* Aim of the exercise *
Every line that contains the word "RejectReason" should be copied from the records below.

Dataset entries

------------------------------------------------

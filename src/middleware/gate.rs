//! Fail-open, path-aware authentication for routes that decide their own policy.
//!
//! The gate never blocks a request. It records a [`GateOutcome`] in the request extensions, plus
//! the [`Principal`] when one was established, and handlers that need an identity opt in through
//! [`require_principal`] or the [`Principal`] extractor.

// crates.io
use axum::{
	extract::{FromRequestParts, Request, State},
	middleware::Next,
	response::Response,
};
use http::{Extensions, HeaderMap, request::Parts};
// self
use crate::{
	_prelude::*,
	config::VerifierConfig,
	error::RejectReason,
	middleware::{adapter::Unauthorized, bearer_token},
	principal::Principal,
	verifier::TokenVerifier,
};

/// What the gate concluded for one request.
#[derive(Clone, Debug, PartialEq)]
pub enum GateOutcome {
	/// Path is public; verification was skipped.
	Exempt,
	/// No bearer token was offered.
	Anonymous,
	/// A valid token was offered.
	Authenticated(Principal),
	/// A token was offered but failed verification.
	Rejected(RejectReason),
}
impl GateOutcome {
	/// Principal, when authenticated.
	pub fn principal(&self) -> Option<&Principal> {
		match self {
			Self::Authenticated(principal) => Some(principal),
			_ => None,
		}
	}

	/// Rejection reason, when a token failed verification.
	pub fn reason(&self) -> Option<&RejectReason> {
		match self {
			Self::Rejected(reason) => Some(reason),
			_ => None,
		}
	}
}

/// Verifies bearer tokens on every non-public path without ever blocking.
#[derive(Clone, Debug)]
pub struct RequestGate {
	verifier: Arc<TokenVerifier>,
	public_paths: Arc<[String]>,
	challenge: Arc<str>,
}
impl RequestGate {
	/// Wrap a verifier with the given public path prefixes.
	pub fn new<I, S>(verifier: Arc<TokenVerifier>, public_paths: I) -> Self
	where
		I: IntoIterator<Item = S>,
		S: Into<String>,
	{
		let challenge = Arc::from(format!("Bearer realm=\"{}\"", verifier.realm()));

		let public_paths = public_paths.into_iter().map(Into::into).collect();

		Self { verifier, public_paths, challenge }
	}

	/// Build the verifier stack and public paths from configuration.
	pub fn from_config(config: &VerifierConfig) -> Result<Self> {
		let verifier = Arc::new(TokenVerifier::from_config(config)?);

		Ok(Self::new(verifier, config.public_paths.iter().cloned()))
	}

	/// Underlying verifier.
	pub fn verifier(&self) -> &Arc<TokenVerifier> {
		&self.verifier
	}

	/// Whether `path` falls under a public prefix.
	pub fn is_public(&self, path: &str) -> bool {
		self.public_paths.iter().any(|prefix| path.starts_with(prefix.as_str()))
	}

	/// Classify a request by its path and headers.
	pub async fn inspect(&self, path: &str, headers: &HeaderMap) -> GateOutcome {
		if self.is_public(path) {
			return GateOutcome::Exempt;
		}

		let token = match bearer_token(headers) {
			Ok(Some(token)) => token,
			Ok(None) => return GateOutcome::Anonymous,
			Err(reason) => return GateOutcome::Rejected(reason),
		};

		match self.verifier.verify(token).await.into_principal() {
			Ok(principal) => GateOutcome::Authenticated(principal),
			Err(reason) => GateOutcome::Rejected(reason),
		}
	}
}

/// Middleware that records the gate's outcome and always runs the next handler.
#[tracing::instrument(skip_all, name = "jwks_gate.gate", fields(path = %req.uri().path()))]
pub async fn gate(State(gate): State<RequestGate>, mut req: Request, next: Next) -> Response {
	let outcome = gate.inspect(req.uri().path(), req.headers()).await;

	match &outcome {
		GateOutcome::Authenticated(principal) => {
			tracing::debug!(principal = %principal, "request authenticated");

			req.extensions_mut().insert(principal.clone());
		},
		GateOutcome::Rejected(reason) => {
			tracing::debug!(reason = reason.code(), "token rejected; passing through");
		},
		GateOutcome::Exempt | GateOutcome::Anonymous => (),
	}

	req.extensions_mut().insert(outcome);

	next.run(req).await
}

/// Middleware for gated routes that need an identity; layer it inside [`gate`].
pub async fn require_principal(
	State(gate): State<RequestGate>,
	req: Request,
	next: Next,
) -> std::result::Result<Response, Unauthorized> {
	if req.extensions().get::<Principal>().is_none() {
		return Err(missing_principal(req.extensions()).with_challenge(gate.challenge.clone()));
	}

	Ok(next.run(req).await)
}

impl<S> FromRequestParts<S> for Principal
where
	S: Send + Sync,
{
	type Rejection = Unauthorized;

	async fn from_request_parts(
		parts: &mut Parts,
		_: &S,
	) -> std::result::Result<Self, Self::Rejection> {
		parts
			.extensions
			.get::<Principal>()
			.cloned()
			.ok_or_else(|| missing_principal(&parts.extensions))
	}
}

fn missing_principal(extensions: &Extensions) -> Unauthorized {
	match extensions.get::<GateOutcome>().and_then(GateOutcome::reason) {
		Some(reason) => Unauthorized::from(reason.clone()),
		None => Unauthorized::authentication_required(),
	}
}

------------------------------------------------

* Written response *
	error::RejectReason,
	Rejected(RejectReason),
	pub fn reason(&self) -> Option<&RejectReason> {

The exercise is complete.